### Assignment
Please take the entries below from the first line through the line containing "admission scores, bursary" and repeat them exactly, leaving out everything after.

### Data
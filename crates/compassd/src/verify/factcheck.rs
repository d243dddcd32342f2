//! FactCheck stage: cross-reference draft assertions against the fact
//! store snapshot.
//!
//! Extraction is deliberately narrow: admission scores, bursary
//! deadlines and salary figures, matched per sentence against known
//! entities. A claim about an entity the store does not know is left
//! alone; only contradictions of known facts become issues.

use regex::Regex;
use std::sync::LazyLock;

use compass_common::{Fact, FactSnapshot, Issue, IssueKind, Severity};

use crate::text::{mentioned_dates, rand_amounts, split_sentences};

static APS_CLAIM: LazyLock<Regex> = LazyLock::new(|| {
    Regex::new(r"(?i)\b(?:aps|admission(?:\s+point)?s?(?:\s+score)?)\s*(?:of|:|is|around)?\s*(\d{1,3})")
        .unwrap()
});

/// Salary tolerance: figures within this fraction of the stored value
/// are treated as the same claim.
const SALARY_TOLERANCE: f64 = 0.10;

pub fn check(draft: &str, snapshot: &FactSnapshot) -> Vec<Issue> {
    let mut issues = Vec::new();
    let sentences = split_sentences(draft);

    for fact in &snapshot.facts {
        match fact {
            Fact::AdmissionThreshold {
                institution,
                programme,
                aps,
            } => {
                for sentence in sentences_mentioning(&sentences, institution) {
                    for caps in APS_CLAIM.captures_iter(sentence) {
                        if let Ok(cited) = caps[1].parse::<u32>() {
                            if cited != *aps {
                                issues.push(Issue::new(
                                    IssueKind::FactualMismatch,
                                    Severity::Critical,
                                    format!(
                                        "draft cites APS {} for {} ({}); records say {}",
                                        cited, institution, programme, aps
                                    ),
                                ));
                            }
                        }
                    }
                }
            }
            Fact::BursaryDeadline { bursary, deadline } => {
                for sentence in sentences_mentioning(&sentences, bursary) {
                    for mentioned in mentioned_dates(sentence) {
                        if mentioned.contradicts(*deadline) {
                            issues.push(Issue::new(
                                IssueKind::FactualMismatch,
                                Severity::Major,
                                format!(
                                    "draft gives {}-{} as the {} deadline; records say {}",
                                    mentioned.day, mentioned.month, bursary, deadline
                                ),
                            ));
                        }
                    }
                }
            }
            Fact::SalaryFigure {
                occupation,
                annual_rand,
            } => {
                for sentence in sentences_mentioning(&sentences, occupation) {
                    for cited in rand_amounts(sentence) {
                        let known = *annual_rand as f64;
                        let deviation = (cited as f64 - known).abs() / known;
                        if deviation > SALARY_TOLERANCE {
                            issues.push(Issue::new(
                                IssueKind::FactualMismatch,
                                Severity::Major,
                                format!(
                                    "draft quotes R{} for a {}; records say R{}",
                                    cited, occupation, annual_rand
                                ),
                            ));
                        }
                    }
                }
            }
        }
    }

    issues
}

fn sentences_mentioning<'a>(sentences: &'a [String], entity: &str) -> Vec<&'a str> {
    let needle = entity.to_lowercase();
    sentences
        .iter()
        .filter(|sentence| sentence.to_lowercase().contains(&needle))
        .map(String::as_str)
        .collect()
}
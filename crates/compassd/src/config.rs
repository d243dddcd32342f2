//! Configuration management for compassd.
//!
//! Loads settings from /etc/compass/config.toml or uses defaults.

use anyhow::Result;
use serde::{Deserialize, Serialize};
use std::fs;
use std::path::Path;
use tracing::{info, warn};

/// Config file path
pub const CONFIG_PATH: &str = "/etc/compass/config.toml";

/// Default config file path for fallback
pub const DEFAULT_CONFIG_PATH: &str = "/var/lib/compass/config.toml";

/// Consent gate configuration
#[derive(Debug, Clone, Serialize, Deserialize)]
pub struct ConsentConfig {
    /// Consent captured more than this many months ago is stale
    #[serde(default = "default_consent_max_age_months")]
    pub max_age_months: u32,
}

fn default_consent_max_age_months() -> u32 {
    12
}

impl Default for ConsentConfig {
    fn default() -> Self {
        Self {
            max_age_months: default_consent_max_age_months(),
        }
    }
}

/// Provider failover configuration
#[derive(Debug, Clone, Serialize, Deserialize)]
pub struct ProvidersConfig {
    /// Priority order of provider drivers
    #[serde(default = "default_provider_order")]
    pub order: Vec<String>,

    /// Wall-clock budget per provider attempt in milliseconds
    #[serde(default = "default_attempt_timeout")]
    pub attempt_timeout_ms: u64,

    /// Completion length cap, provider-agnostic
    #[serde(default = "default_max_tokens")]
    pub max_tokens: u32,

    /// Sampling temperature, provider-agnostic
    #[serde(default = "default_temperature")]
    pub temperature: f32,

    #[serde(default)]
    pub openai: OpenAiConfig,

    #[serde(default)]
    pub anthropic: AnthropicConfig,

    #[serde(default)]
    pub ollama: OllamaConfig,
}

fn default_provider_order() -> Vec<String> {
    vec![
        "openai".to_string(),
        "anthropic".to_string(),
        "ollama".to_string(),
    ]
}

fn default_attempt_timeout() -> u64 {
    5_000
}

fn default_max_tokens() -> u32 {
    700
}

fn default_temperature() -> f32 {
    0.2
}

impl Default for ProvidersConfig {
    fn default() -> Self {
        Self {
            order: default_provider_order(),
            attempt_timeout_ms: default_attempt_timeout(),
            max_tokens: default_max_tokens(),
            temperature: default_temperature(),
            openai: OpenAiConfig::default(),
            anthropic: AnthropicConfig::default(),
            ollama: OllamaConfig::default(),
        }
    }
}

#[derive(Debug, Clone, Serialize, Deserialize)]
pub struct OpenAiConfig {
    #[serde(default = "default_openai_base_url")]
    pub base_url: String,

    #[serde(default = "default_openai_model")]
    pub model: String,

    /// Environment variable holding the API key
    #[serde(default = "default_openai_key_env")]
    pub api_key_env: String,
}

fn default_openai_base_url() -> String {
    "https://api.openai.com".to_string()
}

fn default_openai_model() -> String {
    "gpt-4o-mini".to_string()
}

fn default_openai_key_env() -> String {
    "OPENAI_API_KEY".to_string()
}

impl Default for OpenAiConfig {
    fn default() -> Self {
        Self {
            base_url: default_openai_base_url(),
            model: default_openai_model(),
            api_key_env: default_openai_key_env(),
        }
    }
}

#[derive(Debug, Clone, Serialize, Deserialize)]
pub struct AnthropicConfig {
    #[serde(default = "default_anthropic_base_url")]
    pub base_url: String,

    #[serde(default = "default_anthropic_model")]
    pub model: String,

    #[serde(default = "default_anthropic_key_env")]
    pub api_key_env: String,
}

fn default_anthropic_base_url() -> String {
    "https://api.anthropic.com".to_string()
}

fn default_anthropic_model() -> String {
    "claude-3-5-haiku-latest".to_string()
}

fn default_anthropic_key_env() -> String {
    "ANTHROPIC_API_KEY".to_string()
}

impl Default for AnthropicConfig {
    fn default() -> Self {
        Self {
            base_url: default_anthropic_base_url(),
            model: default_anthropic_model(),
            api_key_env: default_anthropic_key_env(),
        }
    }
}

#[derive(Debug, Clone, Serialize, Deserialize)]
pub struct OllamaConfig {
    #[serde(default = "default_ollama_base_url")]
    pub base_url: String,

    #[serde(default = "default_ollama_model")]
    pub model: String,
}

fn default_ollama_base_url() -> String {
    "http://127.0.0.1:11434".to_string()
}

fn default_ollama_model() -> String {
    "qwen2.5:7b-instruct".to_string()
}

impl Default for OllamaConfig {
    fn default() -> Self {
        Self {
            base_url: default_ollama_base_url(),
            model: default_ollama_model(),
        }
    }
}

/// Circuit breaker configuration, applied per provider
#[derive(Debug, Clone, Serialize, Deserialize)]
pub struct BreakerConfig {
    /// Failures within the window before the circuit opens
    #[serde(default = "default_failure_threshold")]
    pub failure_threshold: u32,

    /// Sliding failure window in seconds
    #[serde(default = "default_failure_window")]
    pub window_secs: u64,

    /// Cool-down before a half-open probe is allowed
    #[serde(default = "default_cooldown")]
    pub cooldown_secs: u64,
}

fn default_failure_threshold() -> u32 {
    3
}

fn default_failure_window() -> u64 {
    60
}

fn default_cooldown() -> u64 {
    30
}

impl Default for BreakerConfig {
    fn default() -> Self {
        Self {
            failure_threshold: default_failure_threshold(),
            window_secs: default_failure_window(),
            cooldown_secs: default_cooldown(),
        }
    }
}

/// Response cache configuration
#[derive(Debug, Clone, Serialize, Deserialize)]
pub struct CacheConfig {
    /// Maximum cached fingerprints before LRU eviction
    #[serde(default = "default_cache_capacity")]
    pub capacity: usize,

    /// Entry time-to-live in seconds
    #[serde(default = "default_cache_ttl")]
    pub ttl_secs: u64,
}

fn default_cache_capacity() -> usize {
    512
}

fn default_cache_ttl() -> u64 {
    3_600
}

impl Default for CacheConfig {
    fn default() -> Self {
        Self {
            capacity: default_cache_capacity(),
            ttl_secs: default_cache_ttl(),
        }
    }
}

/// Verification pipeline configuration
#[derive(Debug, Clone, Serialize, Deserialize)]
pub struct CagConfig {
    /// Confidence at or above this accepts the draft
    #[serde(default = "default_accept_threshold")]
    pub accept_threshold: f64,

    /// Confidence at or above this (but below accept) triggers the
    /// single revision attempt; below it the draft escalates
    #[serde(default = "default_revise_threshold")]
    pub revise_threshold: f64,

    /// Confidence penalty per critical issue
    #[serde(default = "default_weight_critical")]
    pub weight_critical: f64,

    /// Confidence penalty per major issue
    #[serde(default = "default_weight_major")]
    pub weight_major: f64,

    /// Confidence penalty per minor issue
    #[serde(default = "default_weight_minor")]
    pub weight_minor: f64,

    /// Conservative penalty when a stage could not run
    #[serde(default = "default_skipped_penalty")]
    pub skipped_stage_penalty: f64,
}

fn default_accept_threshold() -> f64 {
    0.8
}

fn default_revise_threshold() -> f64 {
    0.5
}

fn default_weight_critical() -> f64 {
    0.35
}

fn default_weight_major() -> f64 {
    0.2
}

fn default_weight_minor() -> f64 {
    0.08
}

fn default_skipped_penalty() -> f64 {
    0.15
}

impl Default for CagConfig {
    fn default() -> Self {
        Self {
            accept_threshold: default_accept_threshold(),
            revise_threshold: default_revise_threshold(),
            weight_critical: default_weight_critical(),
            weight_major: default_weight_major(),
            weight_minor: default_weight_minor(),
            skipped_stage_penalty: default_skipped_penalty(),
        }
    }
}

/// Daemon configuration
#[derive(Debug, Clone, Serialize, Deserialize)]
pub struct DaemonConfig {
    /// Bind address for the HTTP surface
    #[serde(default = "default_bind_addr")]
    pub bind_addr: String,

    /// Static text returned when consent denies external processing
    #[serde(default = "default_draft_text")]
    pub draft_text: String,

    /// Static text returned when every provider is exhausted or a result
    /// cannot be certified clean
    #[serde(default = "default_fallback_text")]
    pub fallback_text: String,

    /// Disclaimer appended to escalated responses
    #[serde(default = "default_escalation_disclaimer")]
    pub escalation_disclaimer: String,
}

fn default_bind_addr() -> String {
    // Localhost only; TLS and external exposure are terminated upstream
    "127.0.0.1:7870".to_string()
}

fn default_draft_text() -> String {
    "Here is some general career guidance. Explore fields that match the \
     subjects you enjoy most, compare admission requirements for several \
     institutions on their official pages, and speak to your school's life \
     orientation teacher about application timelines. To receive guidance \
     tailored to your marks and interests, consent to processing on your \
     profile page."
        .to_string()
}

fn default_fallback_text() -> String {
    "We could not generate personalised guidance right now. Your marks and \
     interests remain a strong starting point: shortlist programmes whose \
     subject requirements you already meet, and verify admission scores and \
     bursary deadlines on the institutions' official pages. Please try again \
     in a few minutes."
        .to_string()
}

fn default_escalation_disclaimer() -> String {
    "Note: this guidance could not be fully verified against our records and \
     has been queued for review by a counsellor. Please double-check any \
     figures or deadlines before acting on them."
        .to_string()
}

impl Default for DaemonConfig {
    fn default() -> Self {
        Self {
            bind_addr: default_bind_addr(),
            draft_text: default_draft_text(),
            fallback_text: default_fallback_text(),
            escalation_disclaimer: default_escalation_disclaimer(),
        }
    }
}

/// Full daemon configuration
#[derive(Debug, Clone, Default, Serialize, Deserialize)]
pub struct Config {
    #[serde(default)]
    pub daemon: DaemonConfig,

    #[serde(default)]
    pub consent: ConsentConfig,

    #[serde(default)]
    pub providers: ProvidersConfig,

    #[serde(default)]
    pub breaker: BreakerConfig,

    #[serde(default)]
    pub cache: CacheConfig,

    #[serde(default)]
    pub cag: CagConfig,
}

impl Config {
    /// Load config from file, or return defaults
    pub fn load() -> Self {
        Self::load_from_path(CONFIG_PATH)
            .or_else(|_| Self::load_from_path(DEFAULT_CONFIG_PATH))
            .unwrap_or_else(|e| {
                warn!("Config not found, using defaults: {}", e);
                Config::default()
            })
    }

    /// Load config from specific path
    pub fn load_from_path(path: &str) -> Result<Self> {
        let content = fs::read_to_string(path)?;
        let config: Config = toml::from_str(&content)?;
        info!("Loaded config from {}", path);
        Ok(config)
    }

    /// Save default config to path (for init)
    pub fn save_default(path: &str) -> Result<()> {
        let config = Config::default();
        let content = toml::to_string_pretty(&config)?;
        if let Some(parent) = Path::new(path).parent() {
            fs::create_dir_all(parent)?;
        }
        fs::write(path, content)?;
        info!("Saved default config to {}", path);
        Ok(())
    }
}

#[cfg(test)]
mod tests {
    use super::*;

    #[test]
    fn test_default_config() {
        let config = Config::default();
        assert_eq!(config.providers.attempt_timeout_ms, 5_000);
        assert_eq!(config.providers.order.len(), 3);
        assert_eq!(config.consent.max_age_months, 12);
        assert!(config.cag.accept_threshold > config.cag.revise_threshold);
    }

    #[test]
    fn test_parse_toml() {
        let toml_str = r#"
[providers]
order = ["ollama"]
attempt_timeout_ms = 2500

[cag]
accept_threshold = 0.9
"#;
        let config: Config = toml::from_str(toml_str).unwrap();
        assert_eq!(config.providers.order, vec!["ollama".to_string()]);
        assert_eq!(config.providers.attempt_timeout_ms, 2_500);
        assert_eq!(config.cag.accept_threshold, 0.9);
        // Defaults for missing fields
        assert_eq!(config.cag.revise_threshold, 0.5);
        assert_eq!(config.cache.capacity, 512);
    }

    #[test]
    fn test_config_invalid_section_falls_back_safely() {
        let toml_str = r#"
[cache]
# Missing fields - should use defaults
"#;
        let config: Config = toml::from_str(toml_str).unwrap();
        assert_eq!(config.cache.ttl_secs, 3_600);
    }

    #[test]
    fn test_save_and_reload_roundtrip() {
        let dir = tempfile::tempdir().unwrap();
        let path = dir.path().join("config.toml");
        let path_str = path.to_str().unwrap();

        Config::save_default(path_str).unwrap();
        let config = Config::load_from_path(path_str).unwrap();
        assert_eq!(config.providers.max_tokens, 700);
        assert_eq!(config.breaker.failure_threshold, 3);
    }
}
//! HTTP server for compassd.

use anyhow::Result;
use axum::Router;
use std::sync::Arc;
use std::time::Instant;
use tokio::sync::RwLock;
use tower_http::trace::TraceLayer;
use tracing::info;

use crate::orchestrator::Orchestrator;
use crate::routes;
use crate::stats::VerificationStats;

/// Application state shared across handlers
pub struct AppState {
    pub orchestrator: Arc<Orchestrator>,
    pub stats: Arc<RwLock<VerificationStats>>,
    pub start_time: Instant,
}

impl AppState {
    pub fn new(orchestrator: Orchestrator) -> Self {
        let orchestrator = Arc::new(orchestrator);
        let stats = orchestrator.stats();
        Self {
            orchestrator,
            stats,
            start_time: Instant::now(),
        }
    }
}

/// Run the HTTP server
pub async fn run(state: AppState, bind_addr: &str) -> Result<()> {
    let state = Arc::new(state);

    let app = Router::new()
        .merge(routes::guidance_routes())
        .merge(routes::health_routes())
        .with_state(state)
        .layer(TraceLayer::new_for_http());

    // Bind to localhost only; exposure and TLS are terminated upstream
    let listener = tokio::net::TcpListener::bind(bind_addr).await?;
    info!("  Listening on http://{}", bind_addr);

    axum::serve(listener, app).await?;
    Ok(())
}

### Response box
filename crates/compassd/src/verify/factcheck.rs
repository d243dddcd32342f2
//! FactCheck stage: cross-reference draft assertions against the fact
//! store snapshot.
//!
//! Extraction is deliberately narrow: admission scores, bursary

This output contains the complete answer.